Segment Start: ENTRIES SHOWN

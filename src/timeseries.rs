//! Time-series store interface for last-known-value lookups

use anyhow::Result;
use async_trait::async_trait;
use serde::{Deserialize, Serialize};
use serde_json::Value;

/// One column of one service's event stream
#[derive(Debug, Clone, PartialEq, Eq, Hash, Serialize, Deserialize)]
pub struct QueryRequest {
    pub device_id: String,
    pub service_id: String,
    pub column: String,
}

impl QueryRequest {
    pub fn new(device_id: &str, service_id: &str, column: impl Into<String>) -> Self {
        Self {
            device_id: device_id.to_string(),
            service_id: service_id.to_string(),
            column: column.into(),
        }
    }
}

/// Most recent value of a column
#[derive(Debug, Clone, PartialEq, Serialize, Deserialize)]
pub struct QueryResponse {
    /// RFC 3339 timestamp of the value, if known
    pub time: Option<String>,
    pub value: Value,
}

#[async_trait]
pub trait TimeSeries: Send + Sync {
    /// Latest value per request, same length and order as `requests`
    async fn query(&self, token: &str, requests: &[QueryRequest]) -> Result<Vec<QueryResponse>>;
}

/// Fixed last values keyed by `device/service/column`
///
/// Unknown columns answer `null` with no timestamp.
#[derive(Debug, Clone, Default)]
pub struct StaticTimeSeries {
    values: std::collections::HashMap<String, QueryResponse>,
}

impl StaticTimeSeries {
    pub fn new(values: impl IntoIterator<Item = (String, Value)>) -> Self {
        Self {
            values: values
                .into_iter()
                .map(|(key, value)| (key, QueryResponse { time: None, value }))
                .collect(),
        }
    }

    /// Load a JSON object mapping `device/service/column` to a value
    pub fn from_json(json: &str) -> Result<Self> {
        let values: std::collections::HashMap<String, Value> = serde_json::from_str(json)?;
        Ok(Self::new(values))
    }

    fn key(request: &QueryRequest) -> String {
        format!("{}/{}/{}", request.device_id, request.service_id, request.column)
    }
}

#[async_trait]
impl TimeSeries for StaticTimeSeries {
    async fn query(&self, _token: &str, requests: &[QueryRequest]) -> Result<Vec<QueryResponse>> {
        Ok(requests
            .iter()
            .map(|request| {
                self.values.get(&Self::key(request)).cloned().unwrap_or(QueryResponse {
                    time: None,
                    value: Value::Null,
                })
            })
            .collect())
    }
}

Segment End: ENTRIES SHOWN

Some lines of the records above may hold the word "collections". Report how many, and nothing else.

2